**WHAT TO WORK ON:**
For the records below, output each line exactly as it appears, from the first through the line with "never below one.".

(Collected data entries)
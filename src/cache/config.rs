//! Fragment cache configuration.

use std::num::NonZeroUsize;

use serde::Deserialize;

use super::tags::TagMode;

const DEFAULT_CAPACITY: usize = 500;
const DEFAULT_CONSUME_BATCH_LIMIT: usize = 100;
const DEFAULT_EVENT_QUEUE_LIMIT: usize = 1024;

#[derive(Debug, Clone, Deserialize)]
#[serde(default)]
pub struct CacheConfig {
    /// Serve and store fragments through the cache.
    pub enabled: bool,
    /// Maximum fragments held by the in-memory store.
    pub capacity: usize,
    /// Tag every entity individually instead of only its domain.
    pub tag_all: bool,
    /// Maximum invalidation events handled per consumption batch.
    pub consume_batch_limit: usize,
    /// Pending invalidation events kept before the oldest are dropped.
    pub event_queue_limit: usize,
}

impl Default for CacheConfig {
    fn default() -> Self {
        Self {
            enabled: true,
            capacity: DEFAULT_CAPACITY,
            tag_all: true,
            consume_batch_limit: DEFAULT_CONSUME_BATCH_LIMIT,
            event_queue_limit: DEFAULT_EVENT_QUEUE_LIMIT,
        }
    }
}

impl From<&crate::config::CacheSettings> for CacheConfig {
    fn from(settings: &crate::config::CacheSettings) -> Self {
        Self {
            enabled: settings.enabled,
            capacity: settings.capacity,
            tag_all: settings.tag_all,
            ..Self::default()
        }
    }
}

impl CacheConfig {
    /// Returns the store capacity as NonZeroUsize, clamping to 1 if zero.
    pub fn capacity_non_zero(&self) -> NonZeroUsize {
        NonZeroUsize::new(self.capacity).unwrap_or(NonZeroUsize::MIN)
    }

    pub fn tag_mode(&self) -> TagMode {
        if self.tag_all {
            TagMode::PerEntity
        } else {
            TagMode::Aggregate
        }
    }

    /// Returns the event queue limit, never below one.
    pub fn event_queue_limit_non_zero(&self) -> NonZeroUsize {
        NonZeroUsize::new(self.event_queue_limit).unwrap_or(NonZeroUsize::MIN)
    }
}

**RESPONSE BELOW:**
filename src/cache/config.rs
//! Fragment cache configuration.

use std::num::NonZeroUsize;

use serde::Deserialize;

use super::tags::TagMode;

const DEFAULT_CAPACITY: usize = 500;
const DEFAULT_CONSUME_BATCH_LIMIT: usize = 100;
const DEFAULT_EVENT_QUEUE_LIMIT: usize = 1024;

#[derive(Debug, Clone, Deserialize)]
#[serde(default)]
pub struct CacheConfig {
    /// Serve and store fragments through the cache.
    pub enabled: bool,
    /// Maximum fragments held by the in-memory store.
    pub capacity: usize,
    /// Tag every entity individually instead of only its domain.
    pub tag_all: bool,
    /// Maximum invalidation events handled per consumption batch.
    pub consume_batch_limit: usize,
    /// Pending invalidation events kept before the oldest are dropped.
    pub event_queue_limit: usize,
}

impl Default for CacheConfig {
    fn default() -> Self {
        Self {
            enabled: true,
            capacity: DEFAULT_CAPACITY,
            tag_all: true,
            consume_batch_limit: DEFAULT_CONSUME_BATCH_LIMIT,
            event_queue_limit: DEFAULT_EVENT_QUEUE_LIMIT,
        }
    }
}

impl From<&crate::config::CacheSettings> for CacheConfig {
    fn from(settings: &crate::config::CacheSettings) -> Self {
        Self {
            enabled: settings.enabled,
            capacity: settings.capacity,
            tag_all: settings.tag_all,
            ..Self::default()
        }
    }
}

impl CacheConfig {
    /// Returns the store capacity as NonZeroUsize, clamping to 1 if zero.
    pub fn capacity_non_zero(&self) -> NonZeroUsize {
        NonZeroUsize::new(self.capacity).unwrap_or(NonZeroUsize::MIN)
    }

    pub fn tag_mode(&self) -> TagMode {
        if self.tag_all {
            TagMode::PerEntity
        } else {
            TagMode::Aggregate
        }
    }

    /// Returns the event queue limit, never below one.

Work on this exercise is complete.